I get so consumed by depression that It's hard to believe that the whole world doesn't stop and suffer with me.
I sleep to die. I've gotten my death day, I let go, don't reach for me, I've gone to my lover, the darkness loves me.
The cold wind sings a poem in my face, the world disappears behind me and I stop breathing. The water fill up the sound.
My surroundings are growing, but I stay small. In despair, I hate myself, screaming at my face in the mirror, only numbness in my tired body.
The pain is so fucking big that I feel nothing at all. You fear the bottom, you say and I lean in and say, I do not fear it, I know the bottom.
No one is free, even the birds are chained to the sky. Every face is disguised, painted with sun flowers. Mine left burn marks.
I hide and bleed, hide and bleed. Watch my broken body. I'm already dead and now I shall clutter my veins - the blood will dry.
I want out of my skin, this pain is eating it's way up to the surface. Please, I wish I could walk through a picture window and have the sharp, broken shards slash me into ribbons so I can finally look like I feel.
I'm out of my mind with a pain that cuts like a corkscrew through my heart.
I stay still, my limbs cannot move, I cannot make a sound. I'm suffocating, I'm buried naked in hot summer sand, burning to death.
I lie in bed, drenched in sweat, this night is even darker, how is that possible?
I'm wishing I could just die here, I want my corpse to be white like these sheets, whiter than these blankets.

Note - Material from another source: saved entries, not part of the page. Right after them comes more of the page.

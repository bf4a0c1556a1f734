// Parser for textual type expressions.
//
// Parses a token stream (from the lexer) into a `TypeExpr`. Uses chumsky
// combinators. Grammar:
//
//   decl      := type '?'?
//   type      := name type_args? ('[' ']')*
//   type_args := '<' type (',' type)* '>'
//   name      := IDENT ('.' IDENT)*
//
// A single-segment name that is a primitive keyword becomes a primitive.
//
// Preconditions: none.
// Postconditions: returns a type declaration plus any errors (non-fatal).
// Failure modes: syntax errors produce `Rich` diagnostics.
// Side effects: none.

use chumsky::input::{Stream, ValueInput};
use chumsky::prelude::*;
use chumsky::span::SimpleSpan;

use crate::lexer::Token;
use crate::types::{Primitive, TypeExpr};

/// A parsed type plus its nullability marker.
#[derive(Debug, Clone, PartialEq, Eq)]
pub struct TypeDecl {
    pub ty: TypeExpr,
    pub nullable: bool,
}

/// Result of parsing: declaration plus any errors.
#[derive(Debug)]
pub struct ParseResult {
    pub decl: Option<TypeDecl>,
    pub errors: Vec<Rich<'static, Token, SimpleSpan>>,
}

/// Type text that failed to lex or parse.
#[derive(Debug, Clone, PartialEq, Eq, thiserror::Error)]
#[error("invalid type `{text}`: {}", .messages.join("; "))]
pub struct TypeSyntaxError {
    pub text: String,
    pub messages: Vec<String>,
}

/// Parse type text with an optional trailing `?`. Lexes then parses.
pub fn parse_type_decl(source: &str) -> ParseResult {
    let lex_result = crate::lexer::lex(source);
    let len = source.len();

    let token_iter = lex_result.tokens.into_iter().map(|(tok, span)| {
        let cspan: SimpleSpan = (span.start..span.end).into();
        (tok, cspan)
    });
    let eoi: SimpleSpan = (len..len).into();
    let stream = Stream::from_iter(token_iter).map(eoi, |(t, s): (_, _)| (t, s));

    let parser = decl_parser(source);
    let (decl, parse_errors) = parser.parse(stream).into_output_errors();

    let mut all_errors: Vec<Rich<'static, Token, SimpleSpan>> = lex_result
        .errors
        .into_iter()
        .map(|e| {
            let span: SimpleSpan = (e.span.start..e.span.end).into();
            Rich::custom(span, e.message)
        })
        .collect();
    all_errors.extend(parse_errors.into_iter().map(|e| e.into_owned()));

    ParseResult {
        decl: if all_errors.is_empty() { decl } else { None },
        errors: all_errors,
    }
}

/// Parse type text into a declaration, folding errors into one value.
pub fn parse_decl(source: &str) -> Result<TypeDecl, TypeSyntaxError> {
    let result = parse_type_decl(source);
    match result.decl {
        Some(decl) if result.errors.is_empty() => Ok(decl),
        _ => Err(TypeSyntaxError {
            text: source.to_string(),
            messages: result.errors.iter().map(|e| e.to_string()).collect(),
        }),
    }
}

/// Parse type text that must not carry a nullability marker.
pub fn parse_type(source: &str) -> Result<TypeExpr, TypeSyntaxError> {
    let decl = parse_decl(source)?;
    if decl.nullable {
        return Err(TypeSyntaxError {
            text: source.to_string(),
            messages: vec!["nullability marker not allowed here".to_string()],
        });
    }
    Ok(decl.ty)
}

// ── Parser builder ──

fn decl_parser<'tokens, 'src: 'tokens, I>(
    source: &'src str,
) -> impl Parser<'tokens, I, TypeDecl, extra::Err<Rich<'tokens, Token, SimpleSpan>>> + 'src
where
    'tokens: 'src,
    I: ValueInput<'tokens, Token = Token, Span = SimpleSpan>,
{
    let ident = just(Token::Ident).map_with(move |_, e| {
        let span: SimpleSpan = e.span();
        source[span.start()..span.end()].to_string()
    });

    let ty = recursive(|ty| {
        let name = ident
            .clone()
            .separated_by(just(Token::Dot))
            .at_least(1)
            .collect::<Vec<String>>();

        let type_args = ty
            .separated_by(just(Token::Comma))
            .at_least(1)
            .collect::<Vec<TypeExpr>>()
            .delimited_by(just(Token::Lt), just(Token::Gt));

        let dims = just(Token::LBracket)
            .then(just(Token::RBracket))
            .repeated()
            .collect::<Vec<_>>();

        name.then(type_args.or_not())
            .then(dims)
            .try_map(|((segments, args), dims), span: SimpleSpan| {
                let primitive = match segments.as_slice() {
                    [single] => Primitive::from_keyword(single),
                    _ => None,
                };
                let base = match (primitive, args) {
                    (Some(p), None) => TypeExpr::Primitive(p),
                    (Some(p), Some(_)) => {
                        return Err(Rich::custom(
                            span,
                            format!("primitive type `{}` cannot take type arguments", p.keyword()),
                        ));
                    }
                    (None, args) => TypeExpr::Declared {
                        name: segments.join("."),
                        args: args.unwrap_or_default(),
                    },
                };
                Ok(dims.iter().fold(base, |t, _| TypeExpr::array_of(t)))
            })
    });

    ty.then(just(Token::Question).or_not())
        .map(|(ty, q)| TypeDecl {
            ty,
            nullable: q.is_some(),
        })
        .then_ignore(end())
}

I want to be drained of my blood.
My dear, let us not talk falsely now, the hour is getting late. Don't try to fool me, you're handing me in. I'm tired, I cannot convince you.

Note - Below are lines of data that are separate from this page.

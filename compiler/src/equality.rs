// equality.rs: Equality strategy selection
//
// Chooses how a changed-check compares the old and new value of one field,
// from the field's canonical type kind and its nullability. The selected
// strategy maps onto a small fixed family of comparison helpers; the plan
// builder de-duplicates helpers across the whole plan.
//
// Preconditions: `ty` was interned in `types`.
// Postconditions: `select` is total and pure.
// Failure modes: none.
// Side effects: none.

use crate::id::TypeId;
use crate::types::{TypeDescriptor, TypeKind, TypeTable};

#[derive(Debug, Clone, Copy, PartialEq, Eq, Hash)]
pub enum FloatWidth {
    Single,
    Double,
}

/// How one field's old and new values are compared.
#[derive(Debug, Clone, Copy, PartialEq, Eq, Hash)]
pub enum EqualityStrategy {
    /// `a != b` on non-floating primitives.
    DirectInequality,
    /// Boxed-equality semantics: NaN equals NaN, `+0.0` differs from `-0.0`.
    CanonicalFloat(FloatWidth),
    /// Elementwise structural equality of a non-null array.
    Elementwise { element: TypeId },
    /// Both null ⇒ equal, one null ⇒ changed, else structural equals.
    /// Nullable arrays keep elementwise comparison behind the null checks.
    NullSafe { array_element: Option<TypeId> },
}

/// A comparison routine the emitted code must provide.
#[derive(Debug, Clone, Copy, PartialEq, Eq, Hash)]
pub enum EqualityHelper {
    NullSafeEquals,
    FloatEquals,
    DoubleEquals,
    /// Null-safe elementwise comparison, one per element type.
    ArrayEquals(TypeId),
}

/// Select the comparison for a field of type `ty`.
pub fn select(types: &TypeTable, ty: TypeId, nullable: bool) -> EqualityStrategy {
    let array_element = match types.get(ty) {
        TypeDescriptor::Array(elem) => Some(*elem),
        _ => None,
    };
    if nullable {
        // Nullable primitives are boxed and take the object path.
        return EqualityStrategy::NullSafe { array_element };
    }
    match types.kind(ty) {
        TypeKind::IntegerPrimitive | TypeKind::BooleanPrimitive | TypeKind::OtherPrimitive => {
            EqualityStrategy::DirectInequality
        }
        TypeKind::FloatPrimitive => EqualityStrategy::CanonicalFloat(FloatWidth::Single),
        TypeKind::DoublePrimitive => EqualityStrategy::CanonicalFloat(FloatWidth::Double),
        TypeKind::Array => match array_element {
            Some(element) => EqualityStrategy::Elementwise { element },
            None => EqualityStrategy::NullSafe {
                array_element: None,
            },
        },
        TypeKind::Declared => EqualityStrategy::NullSafe {
            array_element: None,
        },
    }
}

impl EqualityStrategy {
    /// The helper routine this strategy references, if any.
    pub fn helper(self) -> Option<EqualityHelper> {
        match self {
            EqualityStrategy::DirectInequality => None,
            EqualityStrategy::CanonicalFloat(FloatWidth::Single) => Some(EqualityHelper::FloatEquals),
            EqualityStrategy::CanonicalFloat(FloatWidth::Double) => Some(EqualityHelper::DoubleEquals),
            EqualityStrategy::Elementwise { element }
            | EqualityStrategy::NullSafe {
                array_element: Some(element),
            } => Some(EqualityHelper::ArrayEquals(element)),
            EqualityStrategy::NullSafe {
                array_element: None,
            } => Some(EqualityHelper::NullSafeEquals),
        }
    }

    pub fn is_null_safe(self) -> bool {
        matches!(self, EqualityStrategy::NullSafe { .. })
    }
}

impl EqualityHelper {
    /// Listing name; array helpers carry their element type.
    pub fn name(self, types: &TypeTable) -> String {
        match self {
            EqualityHelper::NullSafeEquals => "nullSafeEquals".to_string(),
            EqualityHelper::FloatEquals => "floatEquals".to_string(),
            EqualityHelper::DoubleEquals => "doubleEquals".to_string(),
            EqualityHelper::ArrayEquals(elem) => format!("arrayEquals<{}>", types.display(elem)),
        }
    }
}

#[cfg(test)]
mod tests {
    use super::*;
    use crate::types::{Primitive, TypeExpr};

    fn prim(types: &mut TypeTable, p: Primitive) -> TypeId {
        types.intern(&TypeExpr::Primitive(p))
    }

    #[test]
    fn integral_and_boolean_use_direct_inequality() {
        let mut types = TypeTable::new();
        for p in [
            Primitive::Byte,
            Primitive::Short,
            Primitive::Int,
            Primitive::Long,
            Primitive::Char,
            Primitive::Boolean,
        ] {
            let id = prim(&mut types, p);
            assert_eq!(select(&types, id, false), EqualityStrategy::DirectInequality);
            assert_eq!(select(&types, id, false).helper(), None);
        }
    }

    #[test]
    fn floats_never_use_raw_inequality() {
        let mut types = TypeTable::new();
        let f = prim(&mut types, Primitive::Float);
        let d = prim(&mut types, Primitive::Double);
        assert_eq!(
            select(&types, f, false),
            EqualityStrategy::CanonicalFloat(FloatWidth::Single)
        );
        assert_eq!(
            select(&types, d, false).helper(),
            Some(EqualityHelper::DoubleEquals)
        );
    }

    #[test]
    fn nullable_primitive_is_boxed() {
        let mut types = TypeTable::new();
        let i = prim(&mut types, Primitive::Int);
        let s = select(&types, i, true);
        assert!(s.is_null_safe());
        assert_eq!(s.helper(), Some(EqualityHelper::NullSafeEquals));
    }

    #[test]
    fn declared_types_are_null_safe_even_when_non_null() {
        let mut types = TypeTable::new();
        let s = types.intern(&TypeExpr::declared("java.lang.String"));
        assert_eq!(
            select(&types, s, false),
            EqualityStrategy::NullSafe {
                array_element: None
            }
        );
    }

    #[test]
    fn arrays_get_one_helper_per_element_type() {
        let mut types = TypeTable::new();
        let ints = types.intern(&TypeExpr::array_of(TypeExpr::Primitive(Primitive::Int)));
        let strs = types.intern(&TypeExpr::array_of(TypeExpr::declared("java.lang.String")));
        let int = prim(&mut types, Primitive::Int);
        let a = select(&types, ints, false);
        let b = select(&types, strs, false);
        assert_eq!(a, EqualityStrategy::Elementwise { element: int });
        assert_ne!(a.helper(), b.helper());
        assert_eq!(a.helper().map(|h| h.name(&types)).as_deref(), Some("arrayEquals<int>"));
    }

    #[test]
    fn nullable_array_keeps_elementwise_helper() {
        let mut types = TypeTable::new();
        let ints = types.intern(&TypeExpr::array_of(TypeExpr::Primitive(Primitive::Int)));
        let s = select(&types, ints, true);
        assert!(s.is_null_safe());
        assert_eq!(s.helper(), select(&types, ints, false).helper());
    }
}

You cry, cry for everyone else's pain but not for me, CRY FOR ME! CRY FOR ME!
I'm cold and dead, my winter has never left. All the years, everyone said the light would shine one day but all these years I've just been drowning.
I'm sorry, I've fallen too deep under the cold waves, you won't find me in the dark. We play hide and seek, I hide and you seek.
I dream of walls caving in, I'm caught in a trap and so desperate to get away that I bite off my own leg, but instead of escaping - I bleed to death in the snow.
The ground is red, the ground is white, the sky is blue, and when I wake up the pain does not go away.